O primeiro é que, em Finding Paradise, a delicadíssima harmonia de tons presente em To the moon é quebrada em favor do humor. Como eu falei na minha análise anterior, To the moon conseguia o incrível feito de balancear o tom melancólico das memórias dos pacientes com a interação divertida dos dois doutores. Era um risco enorme criar esse tom misturado, mas as brincadeiras eram usadas com moderação e sabiam o seu lugar, e o resultado acabou dando uma leveza muito especial ao jogo.
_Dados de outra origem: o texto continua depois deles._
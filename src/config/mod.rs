//! Machine definition files.
//!
//! `tickstate run` and `tickstate validate` read a YAML
//! [`MachineDefinition`]: machine metadata, scripted states, transitions and
//! a tick script.

pub mod loader;
pub mod schema;
pub mod validation;

pub use loader::{ConfigLimits, ConfigLoader, LoadResult, LoadWarning};
pub use schema::*;
pub use validation::{ValidationResult, Validator};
Finding Paradise apresenta muitos momentos divertidos durante a experiência, e muitas vezes a história do jogo acaba quase parando só para oferecer referências à cultura moderna e a outros jogos, ou então apenas para oferecer algum alívio cômico. Como eu disse, fazer isso em moderação foi muito saudável para To the moon, e certamente esse tipo de coisa acaba dependendo de cada um, mas eu acabei achando que houve um exagero no destaque dessas situações, a ponto de tirar o foco jogador da sinceridade dos momentos íntimos que Finding Paradise tenta apresentar.
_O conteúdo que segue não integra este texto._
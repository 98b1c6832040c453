//! Persistence collaborator.
//!
//! Records are keyed by DOI, and verdicts additionally by item ID. The only
//! mutation is upsert: a verdict replaces any verdict for the same
//! (doi, item_id) and a summary replaces the whole prior summary for its DOI.

use async_trait::async_trait;
use thiserror::Error;

use repcheck_core::{AnalysisSummary, ChecklistItem, ComplianceVerdict, Manuscript};

mod file;
mod memory;

pub use file::FileStore;
pub use memory::MemoryStore;

#[derive(Error, Debug)]
pub enum StoreError {
    #[error("Storage I/O failed: {0}")]
    Io(#[from] std::io::Error),

    #[error("Stored document is corrupt: {0}")]
    Serialization(#[from] serde_json::Error),

    #[error("Record rejected: {0}")]
    Invalid(String),
}

#[async_trait]
pub trait ComplianceStore: Send + Sync {
    async fn upsert_verdict(&self, verdict: &ComplianceVerdict) -> Result<(), StoreError>;

    /// All verdicts for a DOI, in item ordinal order.
    async fn get_verdicts(&self, doi: &str) -> Result<Vec<ComplianceVerdict>, StoreError>;

    async fn upsert_summary(&self, summary: &AnalysisSummary) -> Result<(), StoreError>;

    async fn get_summary(&self, doi: &str) -> Result<Option<AnalysisSummary>, StoreError>;

    async fn upsert_manuscript(&self, manuscript: &Manuscript) -> Result<(), StoreError>;

    async fn get_manuscript(&self, doi: &str) -> Result<Option<Manuscript>, StoreError>;

    /// The checklist the store was set up with, in ordinal order.
    async fn get_checklist_items(&self) -> Result<Vec<ChecklistItem>, StoreError>;
}

fn require_doi(doi: &str) -> Result<(), StoreError> {
    if doi.trim().is_empty() {
        return Err(StoreError::Invalid("doi must not be empty".to_string()));
    }
    Ok(())
}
Além disso, o jogo ainda apresenta um minigame toda vez que os doutores vão usar um objeto e passar para a próxima memória, que infelizmente distrai o jogador da tensão da história, tirando o foco do mundo e das situações que o jogo sabe criar tão bem. É algo que já estava existia em To the moon, mas que acabou ganhando ainda mais destaque, porque o novo minigame, que imita um jogo de match three a la Candy Crush, acaba oferecendo mecânicas novas e mais complexas ao longo da experiência, o que, se num jogo mais tradicional seria algo bem-vindo, num jogo tão focado na história acaba fora de lugar, e quase um empecilho.

Como eu disse no meu outro vídeo, o gameplay de exploração e investigação de To the moon já era mais do que suficiente para envolver o jogador e ser coerente com a proposta do jogo, e o mesmo vale para Finding Paradise.
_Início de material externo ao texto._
//! Deterministic aggregation of verdicts into category summaries.
//!
//! The severity heuristic is fixed policy:
//! 1. If ANY verdict in a category is `No` -> `High`
//! 2. Else if ANY verdict is `Partial` -> `Medium`
//! 3. Else -> `Low`
//!
//! It is the fallback whenever a model-written category summary is unusable.

use std::collections::BTreeMap;

use crate::types::{compare_item_ids, CategorySummary, ChecklistItem, Compliance, ComplianceVerdict, Severity};

/// Category for verdicts whose item is not in the checklist.
pub const OTHER_CATEGORY: &str = "Other";

/// Summary text for a category with nothing to report.
pub const DEFAULT_SUMMARY: &str = "ok.";

/// Counts of each compliance label.
#[derive(Debug, Clone, Copy, Default, PartialEq, Eq)]
pub struct ComplianceTally {
    pub yes: usize,
    pub no: usize,
    pub partial: usize,
    pub not_applicable: usize,
}

impl ComplianceTally {
    pub fn from_verdicts<'a>(verdicts: impl IntoIterator<Item = &'a ComplianceVerdict>) -> Self {
        let mut tally = Self::default();
        for verdict in verdicts {
            tally.add(verdict.compliance);
        }
        tally
    }

    pub fn add(&mut self, compliance: Compliance) {
        match compliance {
            Compliance::Yes => self.yes += 1,
            Compliance::No => self.no += 1,
            Compliance::Partial => self.partial += 1,
            Compliance::NotApplicable => self.not_applicable += 1,
        }
    }

    pub fn total(&self) -> usize {
        self.yes + self.no + self.partial + self.not_applicable
    }

    /// Number of verdicts that count towards the score.
    pub fn scored(&self) -> usize {
        self.yes + self.no + self.partial
    }

    /// Yes = 1, Partial = 0.5, No = 0, averaged over scored verdicts.
    ///
    /// `None` when only not-applicable verdicts (or none) exist.
    pub fn score(&self) -> Option<f64> {
        let scored = self.scored();
        if scored == 0 {
            return None;
        }
        Some((self.yes as f64 + 0.5 * self.partial as f64) / scored as f64)
    }
}

/// Severity from compliance labels alone.
pub fn heuristic_severity(verdicts: &[ComplianceVerdict]) -> Severity {
    if verdicts.iter().any(|v| v.compliance == Compliance::No) {
        Severity::High
    } else if verdicts.iter().any(|v| v.compliance == Compliance::Partial) {
        Severity::Medium
    } else {
        Severity::Low
    }
}

/// Plain summary naming the items that need attention.
pub fn heuristic_summary(verdicts: &[ComplianceVerdict]) -> String {
    let ids_with = |label: Compliance| -> Vec<&str> {
        verdicts
            .iter()
            .filter(|v| v.compliance == label)
            .map(|v| v.item_id.as_str())
            .collect()
    };
    let missing = ids_with(Compliance::No);
    let partial = ids_with(Compliance::Partial);

    let mut parts = Vec::new();
    if !missing.is_empty() {
        parts.push(format!("Not reported: {}", missing.join(", ")));
    }
    if !partial.is_empty() {
        parts.push(format!("Partially reported: {}", partial.join(", ")));
    }

    if parts.is_empty() {
        DEFAULT_SUMMARY.to_string()
    } else {
        format!("{}.", parts.join(". "))
    }
}

/// Summary for a category with no verdicts.
pub fn default_category_summary(category: impl Into<String>) -> CategorySummary {
    CategorySummary {
        category: category.into(),
        summary: DEFAULT_SUMMARY.to_string(),
        severity: Severity::Low,
        member_verdicts: Vec::new(),
    }
}

/// Summary built entirely from the heuristic.
pub fn heuristic_category_summary(
    category: impl Into<String>,
    verdicts: Vec<ComplianceVerdict>,
) -> CategorySummary {
    CategorySummary {
        category: category.into(),
        summary: heuristic_summary(&verdicts),
        severity: heuristic_severity(&verdicts),
        member_verdicts: verdicts,
    }
}

/// Group verdicts by checklist category.
///
/// Every category named by `items` appears, even with no verdicts.
/// Verdicts for unknown item IDs land in [`OTHER_CATEGORY`]. Members are
/// kept in item ordinal order.
pub fn group_by_category(
    verdicts: &[ComplianceVerdict],
    items: &[ChecklistItem],
) -> BTreeMap<String, Vec<ComplianceVerdict>> {
    let category_of: BTreeMap<&str, &str> = items
        .iter()
        .map(|i| (i.item_id.as_str(), i.category.as_str()))
        .collect();

    let mut groups: BTreeMap<String, Vec<ComplianceVerdict>> = items
        .iter()
        .map(|i| (i.category.clone(), Vec::new()))
        .collect();

    for verdict in verdicts {
        let category = category_of
            .get(verdict.item_id.as_str())
            .copied()
            .unwrap_or(OTHER_CATEGORY);
        groups
            .entry(category.to_string())
            .or_default()
            .push(verdict.clone());
    }

    for members in groups.values_mut() {
        members.sort_by(|a, b| compare_item_ids(&a.item_id, &b.item_id));
    }

    groups
}

/// Order High, Medium, Low; ties alphabetical by category.
pub fn sort_summaries(summaries: &mut [CategorySummary]) {
    summaries.sort_by(|a, b| {
        a.severity
            .rank()
            .cmp(&b.severity.rank())
            .then_with(|| a.category.cmp(&b.category))
    });
}

/// One-paragraph overview from counts, used when no model overview exists.
pub fn deterministic_overview(tally: &ComplianceTally, summaries: &[CategorySummary]) -> String {
    let mut overview = format!(
        "{} checklist items assessed: {} reported, {} partially reported, {} not reported, {} not applicable.",
        tally.total(),
        tally.yes,
        tally.partial,
        tally.no,
        tally.not_applicable
    );

    if let Some(score) = tally.score() {
        overview.push_str(&format!(" Compliance score: {:.0}%.", score * 100.0));
    }

    let flagged: Vec<&str> = summaries
        .iter()
        .filter(|s| s.severity == Severity::High)
        .map(|s| s.category.as_str())
        .collect();
    if !flagged.is_empty() {
        overview.push_str(&format!(" Categories needing attention: {}.", flagged.join(", ")));
    }

    overview
}

#[cfg(test)]
mod tests {
    use super::*;
    use chrono::Utc;
    use proptest::prelude::*;

    fn verdict(item_id: &str, compliance: Compliance) -> ComplianceVerdict {
        ComplianceVerdict {
            doi: "10.1/test".to_string(),
            item_id: item_id.to_string(),
            question: format!("Question {item_id}"),
            compliance,
            explanation: String::new(),
            quote: String::new(),
            section: String::new(),
            created_at: Utc::now(),
        }
    }

    #[test]
    fn test_severity_no_wins() {
        let verdicts = vec![
            verdict("1", Compliance::No),
            verdict("2", Compliance::Partial),
            verdict("3", Compliance::Yes),
        ];
        assert_eq!(heuristic_severity(&verdicts), Severity::High);
    }

    #[test]
    fn test_severity_partial_then_low() {
        let verdicts = vec![verdict("1", Compliance::Partial), verdict("2", Compliance::Yes)];
        assert_eq!(heuristic_severity(&verdicts), Severity::Medium);

        let verdicts = vec![verdict("1", Compliance::NotApplicable), verdict("2", Compliance::Yes)];
        assert_eq!(heuristic_severity(&verdicts), Severity::Low);
        assert_eq!(heuristic_severity(&[]), Severity::Low);
    }

    #[test]
    fn test_heuristic_summary_names_items() {
        let verdicts = vec![
            verdict("1.1", Compliance::No),
            verdict("1.2", Compliance::Partial),
            verdict("1.3", Compliance::Yes),
        ];
        let summary = heuristic_summary(&verdicts);
        assert!(summary.contains("Not reported: 1.1"));
        assert!(summary.contains("Partially reported: 1.2"));

        assert_eq!(heuristic_summary(&[verdict("2", Compliance::Yes)]), "ok.");
    }

    #[test]
    fn test_grouping_includes_every_category() {
        let items = vec![
            ChecklistItem::new("1.1", "A", "q"),
            ChecklistItem::new("2.1", "B", "q"),
            ChecklistItem::new("3.1", "C", "q"),
        ];
        let verdicts = vec![verdict("1.1", Compliance::No), verdict("9.9", Compliance::Yes)];
        let groups = group_by_category(&verdicts, &items);

        assert_eq!(groups.len(), 4);
        assert_eq!(groups["A"].len(), 1);
        assert!(groups["B"].is_empty());
        assert!(groups["C"].is_empty());
        assert_eq!(groups[OTHER_CATEGORY][0].item_id, "9.9");
    }

    #[test]
    fn test_group_members_in_ordinal_order() {
        let items = vec![
            ChecklistItem::new("1.10", "A", "q"),
            ChecklistItem::new("1.9", "A", "q"),
        ];
        let verdicts = vec![verdict("1.10", Compliance::Yes), verdict("1.9", Compliance::Yes)];
        let groups = group_by_category(&verdicts, &items);
        let ids: Vec<&str> = groups["A"].iter().map(|v| v.item_id.as_str()).collect();
        assert_eq!(ids, vec!["1.9", "1.10"]);
    }

    #[test]
    fn test_tally_score() {
        let verdicts = vec![
            verdict("1", Compliance::Yes),
            verdict("2", Compliance::Partial),
            verdict("3", Compliance::No),
            verdict("4", Compliance::NotApplicable),
        ];
        let tally = ComplianceTally::from_verdicts(&verdicts);
        assert_eq!(tally.total(), 4);
        assert_eq!(tally.scored(), 3);
        assert_eq!(tally.score(), Some(0.5));

        let only_na = ComplianceTally::from_verdicts(&[verdict("1", Compliance::NotApplicable)]);
        assert_eq!(only_na.score(), None);
    }

    #[test]
    fn test_deterministic_overview_mentions_flagged() {
        let verdicts = vec![verdict("1", Compliance::Yes), verdict("2", Compliance::No)];
        let tally = ComplianceTally::from_verdicts(&verdicts);
        let summaries = vec![heuristic_category_summary("Data", verdicts)];
        let overview = deterministic_overview(&tally, &summaries);
        assert!(overview.starts_with("2 checklist items assessed"));
        assert!(overview.contains("50%"));
        assert!(overview.contains("Categories needing attention: Data."));
    }

    #[test]
    fn test_sort_order() {
        let mut summaries = vec![
            default_category_summary("Zeta"),
            heuristic_category_summary("Beta", vec![verdict("1", Compliance::Partial)]),
            heuristic_category_summary("Gamma", vec![verdict("2", Compliance::No)]),
            default_category_summary("Alpha"),
            heuristic_category_summary("Delta", vec![verdict("3", Compliance::No)]),
        ];
        sort_summaries(&mut summaries);
        let order: Vec<&str> = summaries.iter().map(|s| s.category.as_str()).collect();
        assert_eq!(order, vec!["Delta", "Gamma", "Beta", "Alpha", "Zeta"]);
    }

    fn severity_strategy() -> impl Strategy<Value = Severity> {
        prop_oneof![Just(Severity::Low), Just(Severity::Medium), Just(Severity::High)]
    }

    proptest! {
        #[test]
        fn prop_sorted_by_rank_then_name(entries in proptest::collection::vec(("[A-Z][a-z]{0,6}", severity_strategy()), 0..20)) {
            let mut summaries: Vec<CategorySummary> = entries
                .into_iter()
                .map(|(name, severity)| CategorySummary {
                    category: name,
                    summary: String::new(),
                    severity,
                    member_verdicts: Vec::new(),
                })
                .collect();
            sort_summaries(&mut summaries);
            for pair in summaries.windows(2) {
                let key = |s: &CategorySummary| (s.severity.rank(), s.category.clone());
                prop_assert!(key(&pair[0]) <= key(&pair[1]));
            }
        }
    }
}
Enfim, apesar disso tudo, o jogo continua sendo exemplar em criar situações emotivas que soam absolutamente sinceras e que conseguem comover o jogador. O script, de que um jogo desse tipo tanto depende, ainda mantém uma qualidade altíssima, especialmente quando estamos falando das memórias do Colin. A trilha sonora continua excepcional, o que é importante mencionar depois de A bird story não conseguir se destacar tanto quanto To the moon nessa área.

Por tudo isso, Finding Paradise certamente é um ótimo jogo. Há muito a apreciar nele, mas, ao mesmo tempo, eu sinto que a Freebird está abandonando alguns dos pequenos detalhes e acertos que ela conseguiu executar em To the moon, que continua sendo o melhor exemplo em contar uma história com simplicidade, mas com muita emoção e que ressoa profundamente com os jogadores. Entretanto, com indicações de que novos jogos naquele universo já estão a caminho, eu temo que as coisas continuem indo para longe da excelência inicial, em vez de o estúdio investir para aprimorar o modelo que eles mesmos criaram.

E era isso que eu queria dizer sobre Finding Paradise. Até a próxima análise!